THRAP3 as a key oncogenic driver in Hepatocellular carcinoma

Abstract

Cancer remains a leading cause of mortality worldwide, with hepatocellular carcinoma (HCC) representing the most prevalent form of primary liver cancer. Despite advances in therapeutic strategies, the prognosis for HCC patients remains poor due to late diagnosis, limited treatment efficacy, and chemoresistance. One of the key contributors to chemoresistance is the hyperactivation of the DNA damage response (DDR), which enables cancer cells to repair chemotherapy-induced DNA damage and evade apoptosis. Recent studies have highlighted the involvement of RNA-processing factors in the regulation of DDR pathways. Among them, Thyroid Hormone Receptor Associated Protein 3 (THRAP3) is an RNA-binding protein (RBP) known to be involved in RNA processing, including splicing and nuclear export. Analysis of a publicly available HCC dataset revealed that THRAP3 was significantly increased in tumor tissues compared to adjacent non-tumor tissues, and high THRAP3 expression was correlated with poor patient survival rate. Indeed, we confirmed this upregulation in our liver cancer human patient samples. To investigate the functional role of THRAP3 in HCC progression, we generated THRAP3 knockdown hepatocellular carcinoma cell lines and established a DEN-induced liver- specific THRAP3 knock out liver cancer mice model. Functional assays demonstrated that THRAP3 depletion markedly suppressed HCC cell proliferation. Consistent with the in vitro results, xenograft demonstrated similar tumor-suppressive effects. We also confirmed that cancer cell migration and invasion were reduced when THRAP3 was deficient, suggesting a critical role of THRAP3 in maintaining malignant phenotypes.

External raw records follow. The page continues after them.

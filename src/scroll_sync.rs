//! Horizontal scroll synchronization between the timeline header and its rows.
//!
//! The header and every task row are separate horizontally-scrollable
//! surfaces that must behave as one. The synchronizer owns the single
//! authoritative offset. A scroll on any surface becomes the new offset and
//! is queued for every other surface; when the renderer applies a queued
//! offset it is recorded as that surface's known position, so the applied
//! update never reads back as a fresh scroll.

use std::collections::{HashMap, HashSet};

use egui::Id;
use tracing::{debug, trace};

/// Offsets closer than this are the same position.
const EPSILON: f32 = 0.5;

pub type SurfaceId = Id;

/// NaN (never observed) is never the same as anything.
fn same_offset(a: f32, b: f32) -> bool {
    (a - b).abs() < EPSILON
}

#[derive(Debug, Clone, PartialEq, Default)]
enum SyncPhase {
    #[default]
    Idle,
    /// `pending` surfaces still have to take the authoritative offset.
    Propagating { source: Option<SurfaceId>, pending: HashSet<SurfaceId> },
}

#[derive(Debug, Clone, PartialEq)]
struct Binding {
    header: SurfaceId,
    rows: Vec<SurfaceId>,
    column_width: f32,
}

#[derive(Debug, Default)]
pub struct ScrollSynchronizer {
    binding: Option<Binding>,
    /// Last offset observed or applied per bound surface.
    known: HashMap<SurfaceId, f32>,
    offset: f32,
    phase: SyncPhase,
}

impl ScrollSynchronizer {
    pub fn new() -> Self {
        Self::default()
    }

    /// The shared offset.
    pub fn offset(&self) -> f32 {
        self.offset
    }

    pub fn is_propagating(&self) -> bool {
        matches!(self.phase, SyncPhase::Propagating { .. })
    }

    pub fn is_bound(&self, surface: SurfaceId) -> bool {
        self.known.contains_key(&surface)
    }

    pub fn bound_count(&self) -> usize {
        self.known.len()
    }

    /// (Re)bind to a header and a row set.
    ///
    /// Nothing happens when neither the surfaces nor the column width changed.
    /// Otherwise surfaces that are no longer present are released and every
    /// surface not already at the shared offset is queued to adopt it.
    /// Returns whether a rebind took place.
    pub fn bind(
        &mut self,
        header: SurfaceId,
        rows: impl IntoIterator<Item = SurfaceId>,
        column_width: f32,
    ) -> bool {
        let binding = Binding {
            header,
            rows: rows.into_iter().collect(),
            column_width,
        };
        if self.binding.as_ref() == Some(&binding) {
            return false;
        }

        let surfaces: HashSet<SurfaceId> = std::iter::once(header)
            .chain(binding.rows.iter().copied())
            .collect();
        let released = self.known.len();
        self.known.retain(|id, _| surfaces.contains(id));
        let released = released - self.known.len();

        let pending: HashSet<SurfaceId> = surfaces
            .iter()
            .copied()
            .filter(|id| {
                self.known
                    .get(id)
                    .map(|known| !same_offset(*known, self.offset))
                    .unwrap_or(true)
            })
            .collect();
        for id in &surfaces {
            self.known.entry(*id).or_insert(f32::NAN);
        }

        debug!(
            surfaces = surfaces.len(),
            released,
            column_width,
            "Scroll synchronizer rebound"
        );
        self.phase = if pending.is_empty() {
            SyncPhase::Idle
        } else {
            SyncPhase::Propagating { source: None, pending }
        };
        self.binding = Some(binding);
        true
    }

    /// Drop every binding.
    pub fn unbind(&mut self) {
        self.binding = None;
        self.known.clear();
        self.phase = SyncPhase::Idle;
    }

    /// Report the offset a surface ended up at after being drawn.
    ///
    /// A change from the last known value is a scroll event. Events from
    /// surfaces still waiting for a queued update are echoes and are absorbed.
    pub fn report(&mut self, surface: SurfaceId, observed: f32) {
        let Some(known) = self.known.get_mut(&surface) else {
            trace!(?surface, "Ignoring scroll report from unbound surface");
            return;
        };
        if same_offset(*known, observed) {
            return;
        }
        *known = observed;

        if let SyncPhase::Propagating { pending, .. } = &mut self.phase {
            if pending.contains(&surface) {
                return;
            }
        }

        self.offset = observed;
        let pending: HashSet<SurfaceId> = self
            .known
            .keys()
            .copied()
            .filter(|id| *id != surface)
            .collect();
        self.phase = if pending.is_empty() {
            SyncPhase::Idle
        } else {
            SyncPhase::Propagating { source: Some(surface), pending }
        };
    }

    /// Hand the renderer the offset to force on `surface`, if one is queued.
    ///
    /// The offset becomes the surface's known position, so reporting it back
    /// is a no-op.
    pub fn take_pending(&mut self, surface: SurfaceId) -> Option<f32> {
        let SyncPhase::Propagating { pending, .. } = &mut self.phase else {
            return None;
        };
        if !pending.remove(&surface) {
            return None;
        }
        if pending.is_empty() {
            self.phase = SyncPhase::Idle;
        }
        self.known.insert(surface, self.offset);
        Some(self.offset)
    }

    /// Surface that started the current propagation, if it came from a scroll.
    pub fn source(&self) -> Option<SurfaceId> {
        match &self.phase {
            SyncPhase::Propagating { source, .. } => *source,
            SyncPhase::Idle => None,
        }
    }
}
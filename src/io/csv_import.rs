use std::path::Path;

use chrono::NaiveDate;
use tracing::{debug, warn};
use uuid::Uuid;

use crate::error::{Error, Result};
use crate::model::task::{is_supported_date, parse_date as parse_iso_date};
use crate::model::{Task, TaskStatus};

/// Map a free-form status cell to a task status.
fn parse_status(s: &str) -> Option<TaskStatus> {
    let status = match s.trim().to_lowercase().as_str() {
        "" => return None,
        "finished" | "done" | "complete" | "completed" => TaskStatus::Done,
        "in progress" | "in-progress" | "active" | "started" => TaskStatus::InProgress,
        "pending" | "waiting" | "on hold" => TaskStatus::Pending,
        "blocked" => TaskStatus::Blocked,
        "todo" | "to do" | "not started" | "not-started" | "new" | "planned" => TaskStatus::Todo,
        _ => TaskStatus::from_key(s),
    };
    Some(status)
}

/// Try parsing a date string with several common formats.
fn parse_date(s: &str) -> Option<NaiveDate> {
    let s = s.trim();
    if let Some(d) = parse_iso_date(s) {
        return Some(d);
    }
    ["%d/%m/%Y", "%m/%d/%Y", "%d-%m-%Y", "%d.%m.%Y", "%Y/%m/%d"]
        .iter()
        .find_map(|fmt| NaiveDate::parse_from_str(s, fmt).ok())
        .filter(|d| is_supported_date(*d))
}

fn parse_flag(s: &str) -> bool {
    matches!(s.trim().to_lowercase().as_str(), "yes" | "true" | "1" | "x" | "done")
}

/// Detect delimiter by checking the first line for common separators.
fn detect_delimiter(first_line: &str) -> u8 {
    let semicolons = first_line.matches(';').count();
    let commas = first_line.matches(',').count();
    let tabs = first_line.matches('\t').count();

    if semicolons >= commas && semicolons >= tabs {
        b';'
    } else if tabs >= commas {
        b'\t'
    } else {
        b','
    }
}

#[derive(Debug, Clone, Copy, PartialEq, Eq)]
enum Column {
    Title,
    Start,
    End,
    Status,
    Description,
    Completed,
}

/// Map a header to a column, ignoring case, spaces, hyphens and underscores.
fn header_to_column(header: &str) -> Option<Column> {
    let normalized = header.trim().to_lowercase().replace([' ', '-', '_'], "");
    match normalized.as_str() {
        "title" | "name" | "task" | "tasklabel" | "taskname" | "label" => Some(Column::Title),
        "start" | "startdate" | "from" | "begin" => Some(Column::Start),
        "end" | "enddate" | "to" | "finish" | "due" | "duedate" => Some(Column::End),
        "status" | "state" | "stage" => Some(Column::Status),
        "description" | "notes" | "details" => Some(Column::Description),
        "completed" | "complete" | "done" => Some(Column::Completed),
        _ => None,
    }
}

/// Parse CSV text into tasks for `project_id`.
///
/// Rows without a title are skipped. Rows with unusable dates are kept with
/// the date unset; the timeline leaves them out while the board still shows
/// them. Returns `(tasks, skipped_count)`.
pub fn parse_csv(content: &str, project_id: &str) -> Result<(Vec<Task>, usize)> {
    let first_line = content.lines().next().unwrap_or("");
    let delimiter = detect_delimiter(first_line);

    let mut reader = csv::ReaderBuilder::new()
        .delimiter(delimiter)
        .flexible(true)
        .trim(csv::Trim::All)
        .from_reader(content.as_bytes());

    let headers = reader.headers()?.clone();
    let columns: Vec<Option<Column>> = headers.iter().map(header_to_column).collect();

    let has = |c: Column| columns.contains(&Some(c));
    if !has(Column::Title) || !has(Column::Start) || !has(Column::End) {
        return Err(Error::MissingColumns {
            found: headers.iter().map(str::to_string).collect(),
        });
    }

    let mut tasks = Vec::new();
    let mut skipped = 0usize;

    for (i, result) in reader.records().enumerate() {
        let row = i + 2;
        let record = match result {
            Ok(r) => r,
            Err(e) => {
                warn!(row, error = %e, "Skipping unreadable CSV row");
                skipped += 1;
                continue;
            }
        };

        let field = |wanted: Column| {
            columns
                .iter()
                .position(|c| *c == Some(wanted))
                .and_then(|idx| record.get(idx))
                .unwrap_or("")
        };

        let title = field(Column::Title);
        if title.is_empty() {
            skipped += 1;
            continue;
        }

        let start_date = parse_date(field(Column::Start));
        let end_date = parse_date(field(Column::End));
        if start_date.is_none() || end_date.is_none() {
            warn!(row, title, "CSV row has an unusable date; it will not appear on the timeline");
        }

        let status = parse_status(field(Column::Status));
        let completed = if has(Column::Completed) {
            parse_flag(field(Column::Completed))
        } else {
            status.as_ref().is_some_and(TaskStatus::is_done)
        };

        tasks.push(Task {
            id: Uuid::new_v4().to_string(),
            project_id: project_id.to_string(),
            title: title.to_string(),
            description: field(Column::Description).to_string(),
            start_date,
            end_date,
            completed,
            status,
        });
    }

    if tasks.is_empty() {
        return Err(Error::EmptyImport { skipped });
    }
    debug!(imported = tasks.len(), skipped, "CSV parsed");
    Ok((tasks, skipped))
}

/// Import tasks from a CSV file.
pub fn import_csv(path: &Path, project_id: &str) -> Result<(Vec<Task>, usize)> {
    let content = std::fs::read_to_string(path).map_err(|source| Error::Read {
        path: path.to_path_buf(),
        source,
    })?;
    parse_csv(&content, project_id)
}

Consistently, in vivo experiments using the DEN-induced liver cancer mice model confirmed that Thrap3 knock out significantly reduced tumor growth. Mechanistically, THRAP3 silencing attenuated activation of the ATM- dependent DNA damage repair pathway, leading to increased DNA damage accumulation in liver cancer. Collectively, these findings identify THRAP3 as a key molecular regulator of DNA damage response and tumor aggressiveness in HCC. Our results provide evidence that targeting THRAP3 could represent a promising therapeutic strategy to overcome chemoresistance and limit HCC progression.